*Saved data entries*
=== Begin Enclosure ===

//! # starknet-erc721-rs
//!
//! A production-ready Rust SDK for deploying and operating ERC-721
//! contracts on Starknet.
//!
//! This library provides a safe, ergonomic interface for the full token
//! lifecycle — deployment, minting, URI assignment, transfer, burn, and
//! arbitrary multicalls — built on a precise string/token-id codec and an
//! atomic call-batch layer.
//!
//! ## Quick Start
//!
//! ```rust,no_run
//! use starknet_erc721_rs::{
//!     providers::{AccountSubmitter, RpcStatusSource, TokioClock},
//!     Erc721Ops, TransactionTracker,
//! };
//! use starknet::{
//!     accounts::{ExecutionEncoding, SingleOwnerAccount},
//!     core::{chain_id, types::Felt},
//!     macros::felt,
//!     providers::{jsonrpc::HttpTransport, JsonRpcClient, Url},
//!     signers::{LocalWallet, SigningKey},
//! };
//! use alloy_primitives::U256;
//!
//! # async fn example() -> Result<(), starknet_erc721_rs::Erc721Error> {
//! // Set up the account that signs and submits batches
//! let rpc_url = Url::parse("http://localhost:5050").unwrap();
//! let signer = LocalWallet::from(SigningKey::from_secret_scalar(Felt::ONE));
//! let account = SingleOwnerAccount::new(
//!     JsonRpcClient::new(HttpTransport::new(rpc_url.clone())),
//!     signer,
//!     felt!("0x123"),
//!     chain_id::SEPOLIA,
//!     ExecutionEncoding::New,
//! );
//!
//! // Wire the collaborators into a lifecycle tracker
//! let tracker = TransactionTracker::builder()
//!     .submitter(AccountSubmitter::new(account))
//!     .status_source(RpcStatusSource::new(JsonRpcClient::new(HttpTransport::new(rpc_url))))
//!     .clock(TokioClock::new())
//!     .build();
//!
//! let nft = Erc721Ops::builder()
//!     .contract_address(felt!("0x456"))
//!     .tracker(tracker)
//!     .build();
//!
//! // Mint token ids 10, 11, 12 in one atomic transaction
//! let handle = nft.mint(felt!("0x789"), U256::from(10u64), 3).await?;
//! println!("minted in {}", handle.hash_hex());
//! # Ok(())
//! # }
//! ```
//!
//! ## Features
//!
//! - **Precise value codec**: 31-byte string chunking and 128/128 token-id
//!   splitting with strict round-trip guarantees
//! - **Atomic multicalls**: ordered, non-empty call batches that land as a
//!   single transaction
//! - **Submit → await lifecycle**: one suspension point, terminal-state
//!   handles, rejection reported as an outcome rather than an error
//! - **Trait-based collaborators** enabling fakes for comprehensive testing
//! - **Builder pattern** for intuitive API usage
//!
//! ## Public API
//!
//! - Codec: [`string_to_felts`], [`felts_to_string`], [`bytes_to_felt`],
//!   [`encode_short_string`], [`parse_token_id`], [`split_token_id`]
//! - Call building: [`ContractCall`], [`CallBatch`]
//! - Lifecycle: [`TransactionTracker`], [`TransactionHandle`],
//!   [`TxStatus`], [`ConfirmationConfig`]
//! - Operations: [`Erc721Ops`], [`Erc721Reader`], [`ContractDeployer`]
//! - Collaborator traits: [`SubmissionClient`], [`StatusSource`],
//!   [`CallClient`], [`Clock`]

mod calls;
mod codec;
mod config;
mod erc721;
mod error;
mod tracker;
mod traits;

pub use calls::{CallBatch, ContractCall};
pub use codec::{
    bytes_to_felt, encode_short_string, felt_to_bytes, felt_to_hex, felts_to_string,
    hex_to_ascii, parse_token_id, split_token_id, string_to_felts, Uint256Parts,
    MAX_BYTES_PER_FELT,
};
pub use config::{ConfirmationConfig, RpcConfig};
pub use erc721::{
    ContractDeployer, DeployedContract, Erc721Ops, Erc721Reader, ENTRYPOINT_BURN,
    ENTRYPOINT_MINT, ENTRYPOINT_NAME, ENTRYPOINT_SET_TOKEN_URI, ENTRYPOINT_SYMBOL,
    ENTRYPOINT_TOKEN_URI, ENTRYPOINT_TRANSFER_FROM, UDC_ADDRESS,
};
pub use error::{Erc721Error, Result};
pub use tracker::{ConfirmationStatus, TransactionHandle, TransactionTracker, TxStatus};
pub use traits::{CallClient, Clock, StatusSource, SubmissionClient};

// Production trait implementations over the `starknet` crate
pub mod providers;

// Public module for advanced users who need custom instrumentation
pub mod spans;

// Fake collaborator implementations for tests
pub mod testing;
use thiserror::Error;

#[derive(Error, Debug)]
pub enum Erc721Error {
    #[error("value does not fit in a single field element: {reason}")]
    FeltOverflow { reason: String },

    #[error("malformed hex data: {reason}")]
    MalformedHex { reason: String },

    #[error("token id out of range: {reason}")]
    TokenIdOutOfRange { reason: String },

    #[error("invalid call parameters: {reason}")]
    InvalidCall { reason: String },

    #[error("transaction submission failed: {reason}")]
    SubmissionFailed { reason: String },

    #[error("timeout waiting for transaction confirmation")]
    ConfirmationTimeout,

    #[error("transaction {transaction_hash} rejected on chain")]
    Rejected { transaction_hash: String },

    #[error("provider error: {0}")]
    Provider(String),

    #[error("invalid configuration: {0}")]
    InvalidConfig(String),
}

pub type Result<T> = std::result::Result<T, Erc721Error>;
//! Transaction lifecycle tracking: submit once, await a terminal state.
//!
//! Every write operation in this SDK funnels through
//! [`TransactionTracker::submit_and_await`]: the batch is handed to the
//! signing collaborator exactly once, then the status source is polled
//! until the network reports a terminal state. Rejection is a reported
//! outcome carried in the returned handle, not an error of this layer.

use bon::Builder;
use serde::{Deserialize, Serialize};
use starknet::core::types::Felt;
use std::time::Duration;
use tracing::{debug, error, info};

use crate::calls::CallBatch;
use crate::config::ConfirmationConfig;
use crate::error::{Erc721Error, Result};
use crate::spans;
use crate::traits::{Clock, StatusSource, SubmissionClient};

/// Confirmation state of a transaction as reported by a status source.
///
/// A hash the network does not know about yet reports `Pending`; the
/// tracker keeps polling until it observes a terminal `Accepted` or
/// `Rejected`.
#[derive(Debug, Clone, Copy, PartialEq, Eq)]
pub enum ConfirmationStatus {
    Pending,
    Accepted,
    Rejected,
}

/// Lifecycle state of a tracked transaction.
///
/// Transitions only `Submitted -> Accepted` or `Submitted -> Rejected`,
/// driven exclusively by the tracker. Terminal states are final.
#[derive(Debug, Clone, Copy, PartialEq, Eq, Serialize, Deserialize)]
#[serde(rename_all = "snake_case")]
pub enum TxStatus {
    Submitted,
    Accepted,
    Rejected,
}

/// Handle to a submitted transaction.
///
/// Created when submission returns a hash; the handles returned by
/// [`TransactionTracker::submit_and_await`] always carry a terminal status.
/// Handles are never reused across transactions.
#[derive(Debug, Clone, PartialEq, Eq, Serialize, Deserialize)]
pub struct TransactionHandle {
    transaction_hash: Felt,
    status: TxStatus,
}

impl TransactionHandle {
    fn submitted(transaction_hash: Felt) -> Self {
        Self {
            transaction_hash,
            status: TxStatus::Submitted,
        }
    }

    fn into_terminal(mut self, status: TxStatus) -> Self {
        self.status = status;
        self
    }

    /// The transaction hash assigned at submission.
    pub fn transaction_hash(&self) -> Felt {
        self.transaction_hash
    }

    /// The transaction hash as 0x-prefixed hex text.
    pub fn hash_hex(&self) -> String {
        crate::codec::felt_to_hex(&self.transaction_hash)
    }

    /// The current lifecycle state.
    pub fn status(&self) -> TxStatus {
        self.status
    }

    pub fn is_accepted(&self) -> bool {
        self.status == TxStatus::Accepted
    }

    /// Converts an on-chain rejection into [`Erc721Error::Rejected`], for
    /// callers that treat rejection as a failure rather than an outcome.
    pub fn ensure_accepted(self) -> Result<Self> {
        match self.status {
            TxStatus::Rejected => Err(Erc721Error::Rejected {
                transaction_hash: self.hash_hex(),
            }),
            _ => Ok(self),
        }
    }
}

/// Drives a call batch through the submit → await-confirmation lifecycle.
///
/// The tracker owns no transaction state between invocations; each
/// `submit_and_await` call produces an independent handle, so any number of
/// them may be outstanding concurrently. Callers that share an account's
/// nonce sequence must serialize explicitly by awaiting one handle before
/// submitting the next.
///
/// Abandoning the await does not rescind the transaction: it keeps pursuing
/// its terminal state on chain.
#[derive(Builder, Clone, Debug)]
pub struct TransactionTracker<S, T, K> {
    submitter: S,
    status_source: T,
    clock: K,
    #[builder(default)]
    confirmation: ConfirmationConfig,
}

impl<S, T, K> TransactionTracker<S, T, K>
where
    S: SubmissionClient,
    T: StatusSource,
    K: Clock,
{
    /// Returns the confirmation polling configuration.
    pub fn confirmation(&self) -> ConfirmationConfig {
        self.confirmation
    }

    /// Submits the batch and blocks until the network reports a terminal
    /// state.
    ///
    /// # Errors
    ///
    /// - [`Erc721Error::SubmissionFailed`] if the signing collaborator
    ///   rejects the batch synchronously; nothing was submitted.
    /// - [`Erc721Error::ConfirmationTimeout`] if no terminal state is
    ///   observed within the configured polling window. The transaction may
    ///   still land afterwards.
    ///
    /// An on-chain rejection is not an error: the handle is returned with
    /// [`TxStatus::Rejected`] and the terminal transaction hash.
    pub async fn submit_and_await(&self, batch: &CallBatch) -> Result<TransactionHandle> {
        let span = spans::submit_and_await(
            batch.len(),
            self.confirmation.max_attempts,
            self.confirmation.poll_interval_secs,
        );
        let _guard = span.enter();

        let transaction_hash = self.submitter.submit(batch).await?;
        let handle = TransactionHandle::submitted(transaction_hash);
        info!(
            transaction_hash = %handle.hash_hex(),
            batch_size = batch.len(),
            event = "transaction_submitted"
        );

        let poll_interval = Duration::from_secs(self.confirmation.poll_interval_secs);
        for attempt in 1..=self.confirmation.max_attempts {
            match self.status_source.transaction_status(transaction_hash).await? {
                ConfirmationStatus::Accepted => {
                    info!(
                        transaction_hash = %handle.hash_hex(),
                        attempt = attempt,
                        event = "transaction_accepted"
                    );
                    return Ok(handle.into_terminal(TxStatus::Accepted));
                }
                ConfirmationStatus::Rejected => {
                    info!(
                        transaction_hash = %handle.hash_hex(),
                        attempt = attempt,
                        event = "transaction_rejected"
                    );
                    return Ok(handle.into_terminal(TxStatus::Rejected));
                }
                ConfirmationStatus::Pending => {
                    debug!(
                        transaction_hash = %handle.hash_hex(),
                        attempt = attempt,
                        event = "transaction_pending"
                    );
                    self.clock.sleep(poll_interval).await;
                }
            }
        }

        error!(
            transaction_hash = %handle.hash_hex(),
            total_duration_secs = self.confirmation.total_timeout_secs(),
            event = "confirmation_timeout"
        );
        Err(Erc721Error::ConfirmationTimeout)
    }
}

=== End Enclosure ===

*ABOUT THIS EXERCISE*
Where a line above includes "does", copy that line.

*PROBLEM SOLUTION*
    #[error("value does not fit in a single field element: {reason}")]
/// A hash the network does not know about yet reports `Pending`; the
/// Abandoning the await does not rescind the transaction: it keeps pursuing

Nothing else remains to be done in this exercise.